-- RECORDS PROVIDED follows --

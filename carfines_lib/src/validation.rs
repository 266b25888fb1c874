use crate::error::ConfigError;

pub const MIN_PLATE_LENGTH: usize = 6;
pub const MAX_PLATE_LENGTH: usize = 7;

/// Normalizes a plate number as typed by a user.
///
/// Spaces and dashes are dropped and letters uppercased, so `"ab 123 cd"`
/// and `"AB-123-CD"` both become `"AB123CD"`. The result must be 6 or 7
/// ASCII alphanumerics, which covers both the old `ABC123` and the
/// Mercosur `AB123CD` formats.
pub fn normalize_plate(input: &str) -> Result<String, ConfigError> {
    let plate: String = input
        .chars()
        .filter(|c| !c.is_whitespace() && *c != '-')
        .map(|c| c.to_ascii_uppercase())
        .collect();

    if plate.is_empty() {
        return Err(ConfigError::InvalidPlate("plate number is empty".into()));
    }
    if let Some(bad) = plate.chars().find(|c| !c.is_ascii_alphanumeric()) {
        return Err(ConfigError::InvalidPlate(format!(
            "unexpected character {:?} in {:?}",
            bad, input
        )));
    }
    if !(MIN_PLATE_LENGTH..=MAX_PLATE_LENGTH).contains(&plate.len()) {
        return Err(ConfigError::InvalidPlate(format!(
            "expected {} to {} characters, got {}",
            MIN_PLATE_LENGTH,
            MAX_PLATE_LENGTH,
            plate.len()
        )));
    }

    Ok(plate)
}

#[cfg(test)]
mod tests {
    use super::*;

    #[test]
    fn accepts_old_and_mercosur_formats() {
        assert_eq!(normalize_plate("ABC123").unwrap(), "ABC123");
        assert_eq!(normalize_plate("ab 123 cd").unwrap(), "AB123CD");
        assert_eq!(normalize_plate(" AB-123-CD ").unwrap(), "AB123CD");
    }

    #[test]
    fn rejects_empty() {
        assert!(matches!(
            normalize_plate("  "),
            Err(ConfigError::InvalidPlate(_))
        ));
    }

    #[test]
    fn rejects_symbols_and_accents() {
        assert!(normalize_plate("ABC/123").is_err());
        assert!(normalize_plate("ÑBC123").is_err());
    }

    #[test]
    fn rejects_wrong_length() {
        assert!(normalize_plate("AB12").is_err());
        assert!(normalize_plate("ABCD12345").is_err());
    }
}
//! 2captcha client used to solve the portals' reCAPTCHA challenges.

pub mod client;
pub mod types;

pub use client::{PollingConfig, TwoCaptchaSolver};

-- RECORDS PROVIDED concluded --
-- RECORDS PROVIDED follows --

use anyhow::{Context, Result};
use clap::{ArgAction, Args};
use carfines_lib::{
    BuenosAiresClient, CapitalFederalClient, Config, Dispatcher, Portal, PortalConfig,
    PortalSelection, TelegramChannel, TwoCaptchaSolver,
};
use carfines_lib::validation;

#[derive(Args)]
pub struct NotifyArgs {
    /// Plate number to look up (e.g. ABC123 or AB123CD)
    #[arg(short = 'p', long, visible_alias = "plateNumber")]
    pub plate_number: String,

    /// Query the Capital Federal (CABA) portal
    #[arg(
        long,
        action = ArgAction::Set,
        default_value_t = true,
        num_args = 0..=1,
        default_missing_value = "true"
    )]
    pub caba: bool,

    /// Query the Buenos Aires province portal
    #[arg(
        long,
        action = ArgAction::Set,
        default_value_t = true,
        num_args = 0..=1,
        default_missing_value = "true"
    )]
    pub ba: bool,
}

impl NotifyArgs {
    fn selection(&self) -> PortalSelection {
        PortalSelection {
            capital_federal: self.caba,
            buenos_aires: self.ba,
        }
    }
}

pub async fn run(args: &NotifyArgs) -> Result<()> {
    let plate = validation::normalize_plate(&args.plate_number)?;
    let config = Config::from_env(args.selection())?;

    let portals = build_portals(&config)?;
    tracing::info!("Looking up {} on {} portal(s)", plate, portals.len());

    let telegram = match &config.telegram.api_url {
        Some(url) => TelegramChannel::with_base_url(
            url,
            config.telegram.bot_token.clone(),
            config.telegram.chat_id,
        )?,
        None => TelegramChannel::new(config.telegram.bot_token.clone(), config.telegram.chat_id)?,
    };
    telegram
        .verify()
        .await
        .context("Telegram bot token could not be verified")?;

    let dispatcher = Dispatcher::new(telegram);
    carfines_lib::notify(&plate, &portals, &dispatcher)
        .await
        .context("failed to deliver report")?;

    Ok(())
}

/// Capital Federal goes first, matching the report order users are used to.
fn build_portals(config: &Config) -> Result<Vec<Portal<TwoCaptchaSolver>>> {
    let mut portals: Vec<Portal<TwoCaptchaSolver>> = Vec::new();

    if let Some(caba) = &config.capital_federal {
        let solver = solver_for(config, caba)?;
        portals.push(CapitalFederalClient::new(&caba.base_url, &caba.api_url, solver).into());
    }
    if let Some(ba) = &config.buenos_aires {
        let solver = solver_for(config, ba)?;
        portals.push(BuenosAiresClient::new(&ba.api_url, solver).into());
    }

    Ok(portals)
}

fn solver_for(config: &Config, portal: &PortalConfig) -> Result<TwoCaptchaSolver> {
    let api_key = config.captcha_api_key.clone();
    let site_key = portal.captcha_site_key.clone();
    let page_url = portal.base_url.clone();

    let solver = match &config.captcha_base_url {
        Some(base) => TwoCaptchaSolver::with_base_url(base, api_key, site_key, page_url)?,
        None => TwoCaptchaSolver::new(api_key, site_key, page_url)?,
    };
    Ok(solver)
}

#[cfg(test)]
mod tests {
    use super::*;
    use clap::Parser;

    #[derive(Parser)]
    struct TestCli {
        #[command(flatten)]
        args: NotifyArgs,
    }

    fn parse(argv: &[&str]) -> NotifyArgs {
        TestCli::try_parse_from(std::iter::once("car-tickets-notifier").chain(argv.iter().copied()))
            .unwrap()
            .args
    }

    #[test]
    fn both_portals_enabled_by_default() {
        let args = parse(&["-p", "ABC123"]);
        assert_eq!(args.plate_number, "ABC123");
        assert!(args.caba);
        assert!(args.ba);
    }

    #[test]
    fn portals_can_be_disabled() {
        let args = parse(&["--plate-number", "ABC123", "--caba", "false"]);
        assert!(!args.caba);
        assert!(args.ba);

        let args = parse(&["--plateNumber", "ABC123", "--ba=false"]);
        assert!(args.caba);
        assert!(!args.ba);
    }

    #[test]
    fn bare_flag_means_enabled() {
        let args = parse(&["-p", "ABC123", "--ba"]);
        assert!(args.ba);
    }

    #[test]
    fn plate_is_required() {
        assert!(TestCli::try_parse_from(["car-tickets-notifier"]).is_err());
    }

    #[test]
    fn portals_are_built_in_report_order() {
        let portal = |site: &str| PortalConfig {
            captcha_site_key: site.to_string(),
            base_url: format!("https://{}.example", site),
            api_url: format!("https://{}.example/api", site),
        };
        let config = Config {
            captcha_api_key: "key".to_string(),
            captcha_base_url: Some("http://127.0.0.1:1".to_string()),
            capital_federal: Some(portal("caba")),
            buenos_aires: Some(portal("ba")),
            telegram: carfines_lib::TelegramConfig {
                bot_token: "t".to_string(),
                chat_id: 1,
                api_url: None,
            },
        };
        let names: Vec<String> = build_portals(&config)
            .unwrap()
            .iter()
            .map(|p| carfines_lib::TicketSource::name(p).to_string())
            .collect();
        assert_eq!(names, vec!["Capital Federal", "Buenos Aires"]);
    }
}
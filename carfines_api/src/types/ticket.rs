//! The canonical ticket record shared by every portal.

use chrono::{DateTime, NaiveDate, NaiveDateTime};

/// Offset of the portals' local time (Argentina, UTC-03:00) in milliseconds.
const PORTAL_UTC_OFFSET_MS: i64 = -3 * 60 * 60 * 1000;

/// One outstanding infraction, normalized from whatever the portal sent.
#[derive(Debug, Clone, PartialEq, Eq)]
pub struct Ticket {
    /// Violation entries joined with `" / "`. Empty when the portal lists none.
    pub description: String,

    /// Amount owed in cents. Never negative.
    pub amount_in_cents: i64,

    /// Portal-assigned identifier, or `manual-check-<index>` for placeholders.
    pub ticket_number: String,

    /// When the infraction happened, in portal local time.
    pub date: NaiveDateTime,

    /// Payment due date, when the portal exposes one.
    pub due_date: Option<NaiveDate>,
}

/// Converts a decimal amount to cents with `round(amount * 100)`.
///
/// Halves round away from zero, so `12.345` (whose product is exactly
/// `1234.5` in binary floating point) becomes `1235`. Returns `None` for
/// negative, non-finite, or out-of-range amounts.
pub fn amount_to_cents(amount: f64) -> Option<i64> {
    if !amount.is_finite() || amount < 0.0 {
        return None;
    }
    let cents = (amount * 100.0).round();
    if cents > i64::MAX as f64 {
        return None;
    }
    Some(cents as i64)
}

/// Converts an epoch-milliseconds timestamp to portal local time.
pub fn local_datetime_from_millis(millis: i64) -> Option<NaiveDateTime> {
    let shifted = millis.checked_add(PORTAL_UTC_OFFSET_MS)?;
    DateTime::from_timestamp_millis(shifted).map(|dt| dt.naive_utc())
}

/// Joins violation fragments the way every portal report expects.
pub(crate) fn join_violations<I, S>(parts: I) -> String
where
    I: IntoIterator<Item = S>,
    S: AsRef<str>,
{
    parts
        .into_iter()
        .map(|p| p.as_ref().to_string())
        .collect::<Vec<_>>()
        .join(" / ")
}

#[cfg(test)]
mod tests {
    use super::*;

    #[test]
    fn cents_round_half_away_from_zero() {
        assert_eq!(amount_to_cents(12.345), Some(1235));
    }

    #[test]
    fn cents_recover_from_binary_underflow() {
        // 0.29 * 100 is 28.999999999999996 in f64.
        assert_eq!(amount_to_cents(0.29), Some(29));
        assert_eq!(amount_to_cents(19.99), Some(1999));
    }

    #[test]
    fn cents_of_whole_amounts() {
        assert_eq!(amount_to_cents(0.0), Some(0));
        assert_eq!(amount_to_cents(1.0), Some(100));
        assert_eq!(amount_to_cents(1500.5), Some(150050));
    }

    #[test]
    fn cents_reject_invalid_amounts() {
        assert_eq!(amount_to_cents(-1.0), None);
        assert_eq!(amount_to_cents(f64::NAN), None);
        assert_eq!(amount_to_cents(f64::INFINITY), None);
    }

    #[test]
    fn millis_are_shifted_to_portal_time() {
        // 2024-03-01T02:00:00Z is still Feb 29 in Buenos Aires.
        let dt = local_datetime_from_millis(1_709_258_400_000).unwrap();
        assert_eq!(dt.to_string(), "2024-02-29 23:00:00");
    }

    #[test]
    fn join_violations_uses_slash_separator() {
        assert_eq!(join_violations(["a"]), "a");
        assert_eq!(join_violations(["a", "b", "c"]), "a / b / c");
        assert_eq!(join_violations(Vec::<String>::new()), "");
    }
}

-- RECORDS PROVIDED concluded --
-- RECORDS PROVIDED follows --

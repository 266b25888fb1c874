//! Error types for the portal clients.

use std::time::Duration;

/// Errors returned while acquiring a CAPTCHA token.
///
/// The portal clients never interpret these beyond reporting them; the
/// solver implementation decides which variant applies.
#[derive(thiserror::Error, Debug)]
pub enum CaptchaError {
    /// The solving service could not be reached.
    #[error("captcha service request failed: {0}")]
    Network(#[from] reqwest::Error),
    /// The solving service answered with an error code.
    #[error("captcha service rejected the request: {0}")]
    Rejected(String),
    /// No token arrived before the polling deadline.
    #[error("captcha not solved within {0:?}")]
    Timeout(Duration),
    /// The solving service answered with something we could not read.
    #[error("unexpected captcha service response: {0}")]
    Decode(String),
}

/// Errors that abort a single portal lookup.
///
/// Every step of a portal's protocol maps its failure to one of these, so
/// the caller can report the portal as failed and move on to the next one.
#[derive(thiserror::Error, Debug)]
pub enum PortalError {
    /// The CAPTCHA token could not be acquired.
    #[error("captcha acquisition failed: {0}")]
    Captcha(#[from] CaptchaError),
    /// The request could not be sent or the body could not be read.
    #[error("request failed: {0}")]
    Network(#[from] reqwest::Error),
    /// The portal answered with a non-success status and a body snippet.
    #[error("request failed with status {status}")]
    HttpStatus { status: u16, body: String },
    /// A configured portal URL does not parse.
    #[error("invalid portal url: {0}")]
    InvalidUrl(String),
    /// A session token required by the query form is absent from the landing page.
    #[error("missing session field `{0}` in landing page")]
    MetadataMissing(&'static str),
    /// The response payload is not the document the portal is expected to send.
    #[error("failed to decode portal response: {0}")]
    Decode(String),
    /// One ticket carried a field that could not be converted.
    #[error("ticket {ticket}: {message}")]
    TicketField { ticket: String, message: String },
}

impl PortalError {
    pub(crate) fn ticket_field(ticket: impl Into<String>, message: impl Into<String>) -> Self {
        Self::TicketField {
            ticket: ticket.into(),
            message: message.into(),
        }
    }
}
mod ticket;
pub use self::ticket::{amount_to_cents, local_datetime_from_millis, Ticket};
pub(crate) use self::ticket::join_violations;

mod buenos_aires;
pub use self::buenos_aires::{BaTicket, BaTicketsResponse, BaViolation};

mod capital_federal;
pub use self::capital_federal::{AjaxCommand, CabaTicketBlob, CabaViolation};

-- RECORDS PROVIDED concluded --

ABOUT THIS TASK -
What are the lines of the data above that include the string "struct"? Copy them.

RESPONSE TO THE EXERCISE -
pub struct NotifyArgs {
    struct TestCli {
pub struct Ticket {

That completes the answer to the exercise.